RE: Invalid code points

From: Mark Crispin (mrc+unicode@panda.com)
Date: Mon Jun 01 2009 - 10:46:37 CDT

  • Next message: Hans Aberg: "Re: Invalid code points"

    On Mon, 1 Jun 2009, Phillips, Addison wrote:
    > Uh... the IETF does not define UTF-8. The Unicode Consortium does. But
    > even if you want to build on the IETF documents, RFC 3629 was published
    > six years ago. Basing a new implementation on something published 11
    > years ago and obsolete the last six years? Not a good idea.

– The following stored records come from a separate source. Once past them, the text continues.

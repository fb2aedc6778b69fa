//! Planning a live service from a template blueprint.
//!
//! Milestone windows resolve against the service start date; task due dates
//! resolve against their milestone's resolved start date. The resulting plan
//! is what gets inserted as live milestones and tasks.

use serde::Serialize;

use crate::error::CoreError;
use crate::relative_date::resolve_date;
use crate::service_template::{
    validate_blueprint, TaskPriority, TaskVisibility, TemplateBlueprint,
};
use crate::types::CalendarDate;

/// A milestone with absolute dates.
#[derive(Debug, Clone, PartialEq, Serialize)]
pub struct PlannedMilestone {
    pub name: String,
    pub description: Option<String>,
    pub position: i32,
    pub start_date: CalendarDate,
    pub due_date: CalendarDate,
    pub tasks: Vec<PlannedTask>,
}

/// A task with an absolute due date.
#[derive(Debug, Clone, PartialEq, Serialize)]
pub struct PlannedTask {
    pub title: String,
    pub description: Option<String>,
    pub position: i32,
    pub priority: TaskPriority,
    pub visibility: TaskVisibility,
    pub estimated_hours: Option<f64>,
    pub due_date: CalendarDate,
}

/// The resolved structure of a service created from a template.
#[derive(Debug, Clone, PartialEq, Serialize)]
pub struct ServicePlan {
    pub template_name: String,
    pub start_date: CalendarDate,
    pub milestones: Vec<PlannedMilestone>,
}

impl ServicePlan {
    /// Latest date in the plan, or the start date for an empty template.
    pub fn end_date(&self) -> CalendarDate {
        self.milestones
            .iter()
            .flat_map(|m| std::iter::once(m.due_date).chain(m.tasks.iter().map(|t| t.due_date)))
            .max()
            .unwrap_or(self.start_date)
    }

    pub fn task_count(&self) -> usize {
        self.milestones.iter().map(|m| m.tasks.len()).sum()
    }
}

/// Resolve a template into a dated plan starting at `start_date`.
///
/// The blueprint is validated first; an invalid template never produces a
/// plan. Milestones and tasks come out ordered by position.
pub fn plan_service(
    blueprint: &TemplateBlueprint,
    start_date: CalendarDate,
) -> Result<ServicePlan, CoreError> {
    validate_blueprint(blueprint)?;

    let mut milestones = Vec::with_capacity(blueprint.milestones.len());
    for milestone in blueprint.ordered_milestones() {
        let m_start = resolve(start_date, milestone.relative_start_days)?;
        let m_due = resolve(start_date, milestone.relative_due_days)?;

        let mut tasks = Vec::with_capacity(milestone.tasks.len());
        for task in milestone.ordered_tasks() {
            tasks.push(PlannedTask {
                title: task.title.clone(),
                description: task.description.clone(),
                position: task.position,
                priority: task.priority,
                visibility: task.visibility,
                estimated_hours: task.estimated_hours,
                due_date: resolve(m_start, task.relative_due_days)?,
            });
        }

        milestones.push(PlannedMilestone {
            name: milestone.name.clone(),
            description: milestone.description.clone(),
            position: milestone.position,
            start_date: m_start,
            due_date: m_due,
            tasks,
        });
    }

    tracing::debug!(
        template = %blueprint.name,
        %start_date,
        milestones = milestones.len(),
        "Planned service from template"
    );

    Ok(ServicePlan {
        template_name: blueprint.name.clone(),
        start_date,
        milestones,
    })
}

fn resolve(start: CalendarDate, days: i32) -> Result<CalendarDate, CoreError> {
    resolve_date(start, days).ok_or_else(|| {
        CoreError::Validation(format!("{start} + {days} days is outside the supported date range"))
    })
}

/// Check the ordering invariants of dated milestones and tasks.
///
/// Returns one message per violation: a milestone due on or before its start,
/// or a task due before its milestone starts.
pub fn plan_violations(plan: &ServicePlan) -> Vec<String> {
    let mut violations = Vec::new();
    for m in &plan.milestones {
        if m.due_date <= m.start_date {
            violations.push(format!(
                "milestone '{}' is due {} but starts {}",
                m.name, m.due_date, m.start_date
            ));
        }
        for t in &m.tasks {
            if t.due_date < m.start_date {
                violations.push(format!(
                    "task '{}' is due {} before milestone '{}' starts {}",
                    t.title, t.due_date, m.name, m.start_date
                ));
            }
        }
    }
    violations
}

// ---------------------------------------------------------------------------
// Tests
// ---------------------------------------------------------------------------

    This is true; but generally within the IETF specifications are upwards
    compatible.

    I think that are two obvious implementation choices:

    [1] Recognize the sequences for the 0x110000 - 0x7fffffff ranges, never
    generate them, and if a value in that range is encountered treat it as an
    "error" or "not in Unicode" value. This is the traditional IETF
    philosophy.

    [2] Strictly enforce the rules for "well formed UTF-8 byte sequences" on
    page 104 of Unicode 5.0, and reject any string which fails to comply (note
    in particular the requirements of the second byte).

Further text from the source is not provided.